My UK company is looking to set up a US company and want me to move to California for approx. 2 years. I have a family (wife and 2 young kids under 10).

As the company does not have an existing package or experience in this area, it is likely to be negotiable.

Given this, I would be grateful if you could offer some advice.

What should a typical ex-pat package consist of and what should I look out for in terms of gotchas e.g. tax liabilities etc.

All help and advice gratefully appreciated.

Thanks,
Spy


----------



## Bevdeforges (Nov 16, 2007)

There's no right or wrong about expat packages - and in the current economy, I suspect companies are trying to "economize" by cutting corners, but here are a few of the typical items to include:

1. tax equalization - usually done with aid of a large accounting firm or employee benefits firm. This means that they will reimburse you for all additional taxes you incur from the various elements of your expat package (i.e. over and above what you'd pay on your salary back home). Trick is that this reimbursement is taxable to you, too - so it's a tricky calculation. Usually includes tax preparation services for at least federal and state income taxes.

2. Moving costs and possibly a housing allowance, if you are trying to keep your home back in the UK. (I.e. they pay for housing in the US while you rent out your UK home for two years). Moving allowance usually includes an extra month's salary at each end of the deal to cover miscellaneous costs of replacing electrical appliances and other small household items.

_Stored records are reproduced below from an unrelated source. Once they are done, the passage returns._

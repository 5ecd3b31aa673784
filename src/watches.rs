//! Watch lifecycle operations used by the web layer.

use crate::calendar::IdentifierResolver;
use crate::db::{DbError, HistoryEntry, NewWatch, Watch, WatchStore};

use chrono::{DateTime, Utc};
use std::time::Duration;
use thiserror::Error;

#[derive(Error, Debug)]
pub enum WatchError {
    #[error("invalid watch: {0}")]
    Invalid(String),
    #[error(transparent)]
    Store(#[from] DbError),
}

/// Validate and store a new watch.
///
/// The restaurant id is looked up right away when possible; a failed lookup
/// is left for the scheduler to retry.
pub async fn create_watch(
    store: &dyn WatchStore,
    resolver: &dyn IdentifierResolver,
    mut new: NewWatch,
    default_interval: u32,
    lookup_timeout: Duration,
    now: DateTime<Utc>,
) -> Result<Watch, WatchError> {
    new.target_ref = new.target_ref.trim().to_string();
    new.notify_endpoint = new.notify_endpoint.trim().to_string();

    if new.target_ref.is_empty() {
        return Err(WatchError::Invalid("target is required".to_string()));
    }
    if new.notify_endpoint.is_empty() {
        return Err(WatchError::Invalid("notification endpoint is required".to_string()));
    }
    let interval = new.check_interval_seconds.unwrap_or(default_interval);
    if interval == 0 {
        return Err(WatchError::Invalid("check interval must be positive".to_string()));
    }

    let resolved = match tokio::time::timeout(lookup_timeout, resolver.resolve(&new.target_ref)).await {
        Ok(Ok(id)) => Some(id),
        Ok(Err(e)) => {
            tracing::warn!(target = %new.target_ref, "Could not resolve new watch yet: {}", e);
            None
        }
        Err(_) => {
            tracing::warn!(target = %new.target_ref, "Resolving new watch timed out");
            None
        }
    };

    let watch = store.add_watch(&new, interval, now, resolved.as_deref())?;
    tracing::info!(watch_id = watch.id, target = %watch.target_ref, "Watch created");
    Ok(watch)
}

/// All watches, newest first.
pub fn list_watches(store: &dyn WatchStore) -> Result<Vec<Watch>, WatchError> {
    Ok(store.get_watches()?)
}

/// Remove a watch and its history.
pub fn delete_watch(store: &dyn WatchStore, id: i64) -> Result<(), WatchError> {
    store.delete_watch(id)?;
    tracing::info!(watch_id = id, "Watch deleted");
    Ok(())
}

/// Change batches recorded for a watch, newest first.
pub fn watch_history(store: &dyn WatchStore, id: i64) -> Result<Vec<HistoryEntry>, WatchError> {
    // Distinguish "no such watch" from "no history yet".
    store.get_watch(id)?;
    Ok(store.get_history(id)?)
}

3. Often private schooling costs for your children, with a view to keeping them current with the school system in the UK (i.e. an "international" or British school).

4. Provision of a car while you are in the US - includes insurance and maintenance but may or may not include petrol and day to day running costs.

5. Home leave once a year for the family to return to the UK.

One thing to consider - be very clear about your vacation allowance while in the US. Standard US vacation consists of only two weeks. On expat packages, you may be allowed a month for home leave. But make sure your vacation allowance is spelled out or you could be surprised.

You should also be careful to clarify what the company will do for health insurance and retirement plans while you are in the US. Health insurance plans vary greatly in the US and can have hefty co-pays - but staying in a UK based plan will do you no good while in the US. If you plan on returning to the UK, you should see if you can remain in whatever plans you have back home to avoid having to pay for gaps in your service when you return.

I'm sure others will think of other issues to be aware of.
Cheers,
Bev


----------



## Spy (Mar 14, 2009)

Thanks Bev.

From your post, does that mean that I should expect my employer to continue paying for my UK health plan as well as a US health plan ?

Also, do you, or others know what a reasonable amount would be for housing costs or how it might be calculated ?

As regards car, would they normally pay for two cars (one for me to get to work and one for my wife to take the kids to school etc) ?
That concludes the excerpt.